You can learn a lot by working from home for a day. I came out of the office at 2:30 to make a cup of tea and you’ll never guess what I came across; Mrs. Wife was having a little snooze. 6-Year Old Daughter was in school and 2-Year Old Daughter was having her afternoon nap. Mrs. Wife was wrapped in a blankee on the living room sofa all roasty-toasty warm. Asleep. At 2:30 in the afternoon. Typically, at that time of day, I am fighting corporate demons. No big deal. I’m just sayin’.

* * *

Here’s the best line from Jon Caramanica’s New York Times review of the Celine Dion concert at Madison Square Garden:

“Her outfits were, invariably, sparkly, as if she had just lathered herself in glue and rolled around on crushed mirrors.”

dion.000

 

12 thoughts on “Hope I Die Before I Get Old

  1. Yeah my mom does the same thing. Wakes up at 10. Shops, visits folks and moans that she’s tired. But I suppose manual labour is more tiring than sitting behind your PC.

  2. I feel the need to defend myself. I’m still a bit jetlagged and thought a half hour rest would be better than falling asleep while driving the kids around town. Perhaps if I had spent the day hanging out with friends I wouldn’t have been so tired. They require less energy than a 2 year old.

  3. Dude,I once griped on my blog about how shitty it is getting old. But then I was reminded (rebuked) by a fellow young widowed that “It’s better than the alternative.”Celine Dion: One of the best things we ever did was export that mess to the US. I once heard a funny that Quebec had named a road after Celine Dion.The road was long and narrow, with sharp shoulders and no curves.Rob

  4. Her outfits were, invariably, sparkly, as if she had just lathered herself in glue and rolled around on crushed mirrors.I had a dream like that, only it wasn’t glue, it was some kind of syrup, and the crushed mirrors were powdered sugar and chocolate chips. And Celine Dion was Janeane Garofalo.Other than that, same thing.

  5. I was just going to give props to Mrs Wife for grabbing some shuteye when she can (having had the “when do you rest?” conversation with her just a few days ago), but I see she’s more than capable of standing up for herself. You go.And you are SO lucky to be able to get weekend Dr appointments … unheard of over here (and also not available at my GP in NYC way back when).My fave Dion-ism: Oh Celine, why the long face?

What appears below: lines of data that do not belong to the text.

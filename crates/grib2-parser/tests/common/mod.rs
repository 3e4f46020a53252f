//! Synthetic GRIB2 messages for reader tests.
//!
//! The generated files have valid structure but minimal data.

#![allow(dead_code)]

/// Build a minimal GRIB2 message with the specified parameters
pub struct Grib2Builder {
    discipline: u8,
    center: u16,
    year: u16,
    month: u8,
    day: u8,
    hour: u8,
    // Grid definition
    ni: u32,       // columns
    nj: u32,       // rows
    la1: i32,      // first lat (microdegrees)
    lo1: i32,      // first lon (microdegrees)
    la2: i32,      // last lat (microdegrees)
    lo2: i32,      // last lon (microdegrees)
    di: u32,       // lon increment (microdegrees)
    dj: u32,       // lat increment (microdegrees)
    scanning_mode: u8,
    // Product definition
    param_category: u8,
    param_number: u8,
    level_type: u8,
    level_value: u32,
    forecast_hour: u32,
    // Data
    data_values: Vec<f32>,
}

impl Grib2Builder {
    /// Create a builder for a 2 m temperature field on a small lat/lon grid
    pub fn new_gfs() -> Self {
        // Small 10x10 grid centered on CONUS
        let ni = 10;
        let nj = 10;
        Self {
            discipline: 0, // Meteorological
            center: 7,     // NCEP
            year: 2025,
            month: 12,
            day: 10,
            hour: 12,
            ni,
            nj,
            la1: 45_000_000,   // 45.0°N (microdegrees)
            lo1: 230_000_000,  // 230.0°E = -130°W (microdegrees, 0-360 range)
            la2: 35_000_000,   // 35.0°N
            lo2: 240_000_000,  // 240.0°E = -120°W
            di: 1_000_000,     // 1.0° increment
            dj: 1_000_000,     // 1.0° increment
            scanning_mode: 0b01000000, // +i, -j, i consecutive
            param_category: 0,
            param_number: 0, // TMP
            level_type: 103, // m above ground
            level_value: 2,  // 2m
            forecast_hour: 0,
            data_values: vec![288.15; (ni * nj) as usize], // 15°C in Kelvin
        }
    }

    pub fn with_reference_time(mut self, year: u16, month: u8, day: u8, hour: u8) -> Self {
        self.year = year;
        self.month = month;
        self.day = day;
        self.hour = hour;
        self
    }

    pub fn with_grid(mut self, ni: u32, nj: u32) -> Self {
        self.ni = ni;
        self.nj = nj;
        self.data_values = vec![0.0; (ni * nj) as usize];
        self
    }

    pub fn with_parameter(mut self, category: u8, number: u8) -> Self {
        self.param_category = category;
        self.param_number = number;
        self
    }

    pub fn with_level(mut self, level_type: u8, level_value: u32) -> Self {
        self.level_type = level_type;
        self.level_value = level_value;
        self
    }

    pub fn with_forecast_hour(mut self, hour: u32) -> Self {
        self.forecast_hour = hour;
        self
    }

    pub fn with_constant_value(mut self, value: f32) -> Self {
        self.data_values = vec![value; (self.ni * self.nj) as usize];
        self
    }

    pub fn with_gradient(mut self, min_val: f32, max_val: f32) -> Self {
        let n = (self.ni * self.nj) as usize;
        self.data_values = (0..n)
            .map(|i| min_val + (max_val - min_val) * (i as f32 / n as f32))
            .collect();
        self
    }

    pub fn with_data(mut self, data: Vec<f32>) -> Self {
        self.data_values = data;
        self
    }

    /// Build the complete GRIB2 message bytes
    pub fn build(&self) -> Vec<u8> {
        let mut message = Vec::new();

        // Build sections
        let section1 = self.build_section1();
        let section3 = self.build_section3();
        let section4 = self.build_section4();
        let section5 = self.build_section5();
        let section6 = self.build_section6();
        let section7 = self.build_section7();

        // Calculate total message length
        let message_length = 16 // Section 0
            + section1.len()
            + section3.len()
            + section4.len()
            + section5.len()
            + section6.len()
            + section7.len()
            + 4; // Section 8 (end)

        // Section 0: Indicator
        message.extend_from_slice(b"GRIB"); // Magic
        message.extend_from_slice(&[0, 0]); // Reserved
        message.push(self.discipline);
        message.push(2); // Edition 2
        message.extend_from_slice(&(message_length as u64).to_be_bytes());

        // Add all sections
        message.extend_from_slice(&section1);
        message.extend_from_slice(&section3);
        message.extend_from_slice(&section4);
        message.extend_from_slice(&section5);
        message.extend_from_slice(&section6);
        message.extend_from_slice(&section7);

        // Section 8: End
        message.extend_from_slice(b"7777");

        message
    }

    fn build_section1(&self) -> Vec<u8> {
        let mut section = Vec::new();
        let section_length: u32 = 21;

        section.extend_from_slice(&section_length.to_be_bytes());
        section.push(1); // Section number

        section.extend_from_slice(&self.center.to_be_bytes());
        section.extend_from_slice(&0u16.to_be_bytes()); // Sub-center
        section.push(2);  // Master table version
        section.push(1);  // Local table version
        section.push(1);  // Significance of reference time (start of forecast)

        // Reference time
        section.extend_from_slice(&self.year.to_be_bytes());
        section.push(self.month);
        section.push(self.day);
        section.push(self.hour);
        section.push(0); // Minute
        section.push(0); // Second

        section.push(0); // Production status (operational)
        section.push(1); // Type of data (forecast)

        section
    }

    fn build_section3(&self) -> Vec<u8> {
        let mut section = Vec::new();

        // Template 3.0: Latitude/Longitude
        let template_data_len = 58;
        let section_length: u32 = 14 + template_data_len;

        section.extend_from_slice(&section_length.to_be_bytes());
        section.push(3); // Section number

        section.push(0); // Source of grid definition
        let num_data_points = self.ni * self.nj;
        section.extend_from_slice(&num_data_points.to_be_bytes());
        section.push(0); // Number of octets for optional list
        section.push(0); // Interpretation of optional list
        section.extend_from_slice(&0u16.to_be_bytes()); // Grid definition template (0 = lat/lon)

        // Template 3.0 data (58 bytes)
        section.push(6); // Shape of Earth (spherical with radius 6371229m)
        section.push(0); // Scale factor of radius
        section.extend_from_slice(&0u32.to_be_bytes()); // Scaled value of radius
        section.push(0); // Scale factor of major axis
        section.extend_from_slice(&0u32.to_be_bytes()); // Scaled value of major axis
        section.push(0); // Scale factor of minor axis
        section.extend_from_slice(&0u32.to_be_bytes()); // Scaled value of minor axis

        section.extend_from_slice(&self.ni.to_be_bytes()); // Ni
        section.extend_from_slice(&self.nj.to_be_bytes()); // Nj
        section.extend_from_slice(&0u32.to_be_bytes()); // Basic angle
        section.extend_from_slice(&0xFFFFFFFFu32.to_be_bytes()); // Subdivisions

        section.extend_from_slice(&self.la1.to_be_bytes()); // La1
        section.extend_from_slice(&self.lo1.to_be_bytes()); // Lo1
        section.push(48); // Resolution and component flags
        section.extend_from_slice(&self.la2.to_be_bytes()); // La2
        section.extend_from_slice(&self.lo2.to_be_bytes()); // Lo2
        section.extend_from_slice(&self.di.to_be_bytes()); // Di
        section.extend_from_slice(&self.dj.to_be_bytes()); // Dj
        section.push(self.scanning_mode); // Scanning mode

        section
    }

    fn build_section4(&self) -> Vec<u8> {
        let mut section = Vec::new();

        // Template 4.0: Analysis or forecast at horizontal level
        let section_length: u32 = 34;

        section.extend_from_slice(&section_length.to_be_bytes());
        section.push(4); // Section number

        section.extend_from_slice(&0u16.to_be_bytes()); // Number of coordinate values
        section.extend_from_slice(&0u16.to_be_bytes()); // Product definition template (0)

        section.push(self.param_category);
        section.push(self.param_number);
        section.push(2); // Type of generating process (forecast)
        section.push(0); // Background generating process
        section.push(0); // Analysis or forecast process
        section.extend_from_slice(&0u16.to_be_bytes()); // Hours of cutoff
        section.push(0); // Minutes of cutoff
        section.push(1); // Time range unit (hours)
        section.extend_from_slice(&self.forecast_hour.to_be_bytes()); // Forecast time

        section.push(self.level_type); // Type of first fixed surface
        section.push(0); // Scale factor
        section.extend_from_slice(&self.level_value.to_be_bytes()); // Scaled value

        section.push(255); // Type of second fixed surface (none)
        section.push(0);   // Scale factor
        section.extend_from_slice(&0u32.to_be_bytes()); // Scaled value

        section
    }

    fn build_section5(&self) -> Vec<u8> {
        let mut section = Vec::new();

        // Template 5.0: Simple packing
        let num_data_points = self.ni * self.nj;

        // Calculate packing parameters
        let (min_val, max_val) = self.data_values.iter().fold(
            (f32::INFINITY, f32::NEG_INFINITY),
            |(min, max), &v| (min.min(v), max.max(v)),
        );

        let reference_value = min_val;
        let range = max_val - min_val;
        let bits_per_value: u8 = if range == 0.0 { 0 } else { 16 };

        // Calculate binary scale factor
        // Unpacking formula: value = reference_value + packed_value * 2^E
        // We pack as: packed_value = (value - reference_value) / 2^E
        // For 16-bit packing with max packed value of 65535:
        //   range = 65535 * 2^E
        //   2^E = range / 65535
        //   E = log2(range / 65535)
        let binary_scale_factor: i16 = if range == 0.0 {
            0
        } else {
            (range / 65535.0).log2().ceil() as i16
        };

        let section_length: u32 = 21;

        section.extend_from_slice(&section_length.to_be_bytes());
        section.push(5); // Section number

        section.extend_from_slice(&num_data_points.to_be_bytes());
        section.extend_from_slice(&0u16.to_be_bytes()); // Template 5.0

        section.extend_from_slice(&reference_value.to_be_bytes()); // Reference value
        section.extend_from_slice(&binary_scale_factor.to_be_bytes()); // Binary scale factor
        section.extend_from_slice(&0i16.to_be_bytes()); // Decimal scale factor
        section.push(bits_per_value);
        section.push(0); // Original field type (floating point)

        section
    }

    fn build_section6(&self) -> Vec<u8> {
        let mut section = Vec::new();
        let section_length: u32 = 6;

        section.extend_from_slice(&section_length.to_be_bytes());
        section.push(6); // Section number
        section.push(255); // Bitmap indicator (255 = no bitmap, all data present)

        section
    }

    fn build_section7(&self) -> Vec<u8> {
        let mut section = Vec::new();

        // Simple packing of data
        let packed_data = self.pack_simple();

        let section_length: u32 = 5 + packed_data.len() as u32;

        section.extend_from_slice(&section_length.to_be_bytes());
        section.push(7); // Section number
        section.extend_from_slice(&packed_data);

        section
    }

    fn pack_simple(&self) -> Vec<u8> {
        let (min_val, max_val) = self.data_values.iter().fold(
            (f32::INFINITY, f32::NEG_INFINITY),
            |(min, max), &v| (min.min(v), max.max(v)),
        );

        let range = max_val - min_val;

        if range == 0.0 {
            // All values are the same - no data needed (0 bits per value)
            return Vec::new();
        }

        // Calculate binary scale factor (must match build_section5)
        // E = ceil(log2(range / 65535))
        let binary_scale_factor = (range / 65535.0).log2().ceil() as i16;
        let binary_scale = 2.0_f32.powi(binary_scale_factor as i32);

        // Pack: packed_value = (value - reference_value) / 2^E
        let mut packed = Vec::new();

        for &val in &self.data_values {
            let packed_value = ((val - min_val) / binary_scale).round() as u16;
            packed.extend_from_slice(&packed_value.to_be_bytes());
        }

        packed
    }
}

/// Concatenate messages into one file image.
pub fn concat(messages: &[Vec<u8>]) -> Vec<u8> {
    messages.concat()
}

  6. I always wonder whether people get uncomfortable around the sick and old…I have the same issue…I cannot decide whether it’s because I don’t want to be reminded of what the 4th quarter of my life might be, or if it’s because I still think like a ten-year old and all the discomfort, the deep-throated gargling, coughing, et cetera is, like, gross. It’s an odd coincidence, because I’m pretty sure the guy in the office next to mine is dying, our in-house illustrator. He hacks up about 20-30 times a day, and for the first month it drove me nuts. Then I looked up his pic on our office director and saw he had a full head of hair in that, and I felt really dumb for being so petty.

  7. there’s another way to look at those waiting rooms….for 5 days a week, 6 weeks, i had the pleasure of going to radiation therapy for the early stage cancer nugget in the breastage. i picked the first appointment of the day – offices aren’t usually behind to start, and i wanted to continue working throughout. i was the youngest person there. i was the healthiest person there – with many ‘radiatees’ coming in after finishing a round or two of chem, i also had the most hair.never complained about radiation. no matter how tired i was toward the end. count your blessings, mr. banishment. i’m sure there are at least three! and know that we’re all one phone call away from daytine nightmares…

  8. Where I used to live in the States not only did we have Saturday hours at the clinic but Sunday as well and an after hours clinic.In Canada? Don’t get sick on the weekend because the walk in clinic on Monday is disgusting and you will bring home more than you came in with.I don’t nap myself but my husband thinks my day to day is the stuff of Hollywood wives (who don’t have dishwashing machines either).